Dans les pas de Viollet-le-Duc

Dans une étonnante symétrie avec la démarche de Viollet-le-Duc en 1859, la chute de la voûte de la croisée du transept nous ouvre, en quelque sorte, le passage. Comme mon illustre prédécesseur, je devrai démonter les pieds de gerbe de la voûte effondrée pour aller chercher en haut des piliers de la croisée le bon appui des pièces de bois. Puis, selon le dessin hardi et bien connu du grand architecte, on pourra monter le tabouret, les enrayures et tous les bois de la flèche. Au XIXe siècle, celle-ci avait été montée en trois mois. Ferons-nous moins bien ? La couverture de plomb sera sans doute plus lente, permettant le retour sur les contrefiches des seize statues miraculeusement sauvées de l’incendie. Quant à la charpente de la nef et des transepts, une ferme se taille et se monte en cinq jours, comme une expérimentation l’a d’ores et déjà démontré. Cela promet d’être un chantier spectaculaire, plein d’émotions, conservant intégralement les techniques opératives du Moyen Âge comme celles du XIXe siècle, avec l’aide, cependant, de moyens de transport, de levage et de manutention à rendre jaloux nos prédécesseurs !

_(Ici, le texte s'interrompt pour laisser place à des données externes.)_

//! One-shot "say" command for scripting and smoke tests.
//!
//! Sends a single prompt through the relay and prints the normalized reply.
//! Nothing is read from or written to the saved conversation.

use std::error::Error;

use crate::core::config::Config;
use crate::core::conversation::normalize_reply;
use crate::core::message::Message;
use crate::core::relay_client::RelayClient;

pub async fn run_say(
    prompt: Vec<String>,
    relay_url: Option<String>,
) -> Result<(), Box<dyn Error>> {
    let prompt = prompt.join(" ");
    if prompt.trim().is_empty() {
        eprintln!("Usage: solace say <prompt>");
        std::process::exit(1);
    }

    let config = Config::load()?;
    let relay = RelayClient::new(relay_url.unwrap_or_else(|| config.relay_url()));
    let messages = vec![Message::user(prompt)];

    let raw = match relay
        .send_chat(&messages, config.default_system_prompt())
        .await
    {
        Ok(raw) => raw,
        Err(err) => {
            eprintln!("Error: {err}");
            std::process::exit(1);
        }
    };

    match normalize_reply(&raw) {
        Ok(reply) => {
            println!("{}", reply.content);
            Ok(())
        }
        Err(err) => {
            eprintln!("Error: {err}");
            std::process::exit(1);
        }
    }
}
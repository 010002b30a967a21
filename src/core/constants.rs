//! Shared constants used across the application

/// System prompt forwarded upstream whenever a request carries none.
pub const DEFAULT_SYSTEM_PROMPT: &str = "You are Solace, a helpful, empathetic AI assistant \
focused on providing supportive conversations.";

/// Model identifier sent with every completion request.
pub const DEFAULT_MODEL: &str = "claude-3-7-sonnet-20250219";

/// Upper bound on generated tokens per completion.
pub const MAX_OUTPUT_TOKENS: u32 = 4000;

/// Default listen port for the relay server.
pub const DEFAULT_PORT: u16 = 3005;

/// Environment variable holding the provider credential.
pub const API_KEY_ENV: &str = "ANTHROPIC_API_KEY";

/// Local storage key for the persisted conversation snapshot.
pub const CONVERSATION_KEY: &str = "conversation";

/// Local storage key for the theme preference ("light" or "dark").
pub const THEME_KEY: &str = "theme";
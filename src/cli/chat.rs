//! Interactive terminal chat client.
//!
//! A line-oriented loop standing in for the original browser UI: restore
//! the saved conversation, read input, submit, print the reply. Input is
//! only read between submissions, so at most one request is in flight.

use std::error::Error;
use std::io::{self, BufRead, Write};

use crate::core::config::Config;
use crate::core::constants::THEME_KEY;
use crate::core::conversation::ConversationStore;
use crate::core::message::{Message, Role};
use crate::core::persistence::LocalStore;
use crate::core::relay_client::RelayClient;

pub async fn run_chat(relay_url: Option<String>) -> Result<(), Box<dyn Error>> {
    let config = Config::load()?;
    let store = LocalStore::open_default()?;
    let relay = RelayClient::new(relay_url.unwrap_or_else(|| config.relay_url()));

    let mut conversation = ConversationStore::new(store.clone(), config.default_system_prompt());
    conversation.restore();

    if conversation.messages().is_empty() {
        println!("Welcome to Solace. Ask me anything to get started.");
    } else {
        println!("Restoring your saved conversation:");
        println!();
        for message in conversation.messages() {
            print_message(message);
        }
    }
    println!("Commands: /new, /system [text], /theme [light|dark], /quit");
    println!();

    let stdin = io::stdin();
    let mut lines = stdin.lock().lines();
    loop {
        print!("> ");
        io::stdout().flush()?;

        let Some(line) = lines.next() else { break };
        let line = line?;
        let input = line.trim();

        if let Some(command) = input.strip_prefix('/') {
            if handle_command(command, &mut conversation, &store) {
                break;
            }
            continue;
        }

        // The untrimmed line is submitted as typed; whitespace-only input
        // never reaches the relay.
        if !conversation.append_user_message(&line) {
            continue;
        }
        conversation.submit(&relay).await;
        if let Some(reply) = conversation.messages().last() {
            print_message(reply);
        }
    }

    Ok(())
}

/// Dispatch a slash command. Returns true when the loop should exit.
fn handle_command(command: &str, conversation: &mut ConversationStore, store: &LocalStore) -> bool {
    let (name, arg) = match command.split_once(' ') {
        Some((name, arg)) => (name, arg.trim()),
        None => (command, ""),
    };

    match name {
        "quit" | "exit" => return true,
        "new" => {
            conversation.reset();
            println!("Started a new chat.");
        }
        "system" => {
            if arg.is_empty() {
                println!("System prompt: {}", conversation.system_prompt());
            } else {
                conversation.set_system_prompt(arg);
                println!("System prompt updated for this session.");
            }
        }
        "theme" => {
            let current = store
                .read(THEME_KEY)
                .unwrap_or_else(|| "light".to_string());
            let next = match arg {
                "" => {
                    if current == "dark" {
                        "light"
                    } else {
                        "dark"
                    }
                }
                "light" | "dark" => arg,
                other => {
                    println!("Unknown theme {other:?}; use light or dark.");
                    return false;
                }
            };
            match store.write(THEME_KEY, next) {
                Ok(()) => println!("Theme set to {next}."),
                Err(err) => println!("Could not save theme: {err}"),
            }
        }
        _ => {
            println!("Unknown command. Available: /new, /system [text], /theme [light|dark], /quit");
        }
    }

    false
}

fn print_message(message: &Message) {
    match message.role {
        Role::User => println!("you: {}", message.content),
        Role::Assistant => println!("solace: {}", message.content),
    }
    println!();
}
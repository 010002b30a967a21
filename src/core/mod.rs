pub mod config;
pub mod constants;
pub mod conversation;
pub mod message;
pub mod persistence;
pub mod relay_client;
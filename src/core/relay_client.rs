//! Client-side caller for the relay's chat endpoint.

use reqwest::Client;
use serde_json::Value;
use std::fmt;

use crate::api::{ChatMessage, ChatRelayRequest};
use crate::core::message::Message;

/// Failure taxonomy for a submission as seen from the client: transport,
/// relay-reported, or an unrecognizable reply shape.
#[derive(Debug)]
pub enum RelayError {
    /// The HTTP round trip to the relay failed.
    Http(reqwest::Error),
    /// The relay answered with a failure status and (usually) an error body.
    Api { status: u16, message: String },
    /// The reply matched none of the accepted response shapes.
    Format(crate::core::conversation::NormalizeError),
}

impl fmt::Display for RelayError {
    fn fmt(&self, f: &mut fmt::Formatter<'_>) -> fmt::Result {
        match self {
            RelayError::Http(err) => write!(f, "request failed: {err}"),
            RelayError::Api { message, .. } => write!(f, "API error: {message}"),
            RelayError::Format(err) => write!(f, "{err}"),
        }
    }
}

impl std::error::Error for RelayError {
    fn source(&self) -> Option<&(dyn std::error::Error + 'static)> {
        match self {
            RelayError::Http(err) => Some(err),
            RelayError::Format(err) => Some(err),
            RelayError::Api { .. } => None,
        }
    }
}

/// Thin wrapper over `POST {relay}/api/chat`.
#[derive(Debug, Clone)]
pub struct RelayClient {
    client: Client,
    base_url: String,
}

impl RelayClient {
    pub fn new(base_url: impl Into<String>) -> Self {
        let mut base_url = base_url.into();
        while base_url.ends_with('/') {
            base_url.pop();
        }
        Self {
            client: Client::new(),
            base_url,
        }
    }

    /// Send the full conversation and system prompt, returning the relay's
    /// raw JSON payload on success.
    pub async fn send_chat(
        &self,
        messages: &[Message],
        system_prompt: &str,
    ) -> Result<Value, RelayError> {
        let request = ChatRelayRequest {
            messages: messages
                .iter()
                .map(|m| ChatMessage {
                    role: m.role,
                    content: m.content.clone(),
                })
                .collect(),
            system_prompt: Some(system_prompt.to_string()),
        };

        let response = self
            .client
            .post(format!("{}/api/chat", self.base_url))
            .json(&request)
            .send()
            .await
            .map_err(RelayError::Http)?;

        let status = response.status();
        let payload: Value = response.json().await.map_err(RelayError::Http)?;

        if !status.is_success() {
            let message = payload
                .get("error")
                .and_then(Value::as_str)
                .map(str::to_string)
                .unwrap_or_else(|| {
                    status
                        .canonical_reason()
                        .unwrap_or("request failed")
                        .to_string()
                });
            return Err(RelayError::Api {
                status: status.as_u16(),
                message,
            });
        }

        Ok(payload)
    }
}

Le tabouret est la partie inférieure de la structure porteuse de la flèche, contenue dans l’espace de la charpente, que l’on ne voit pas.

Le pied de gerbe désigne la partie inférieure des nervures d’une voûte sur croisée d’ogives, au moment où elles sont encore confondues, dans le départ de cette voûte, au-dessus des chapiteaux des piliers.

Les contrefiches sont les grandes pièces de bois, destinées à assurer la stabilité de la flèche, que les constructeurs médiévaux de Notre-Dame, et ensuite Viollet-le-Duc, ont installé dans les noues de la toiture de la cathédrale.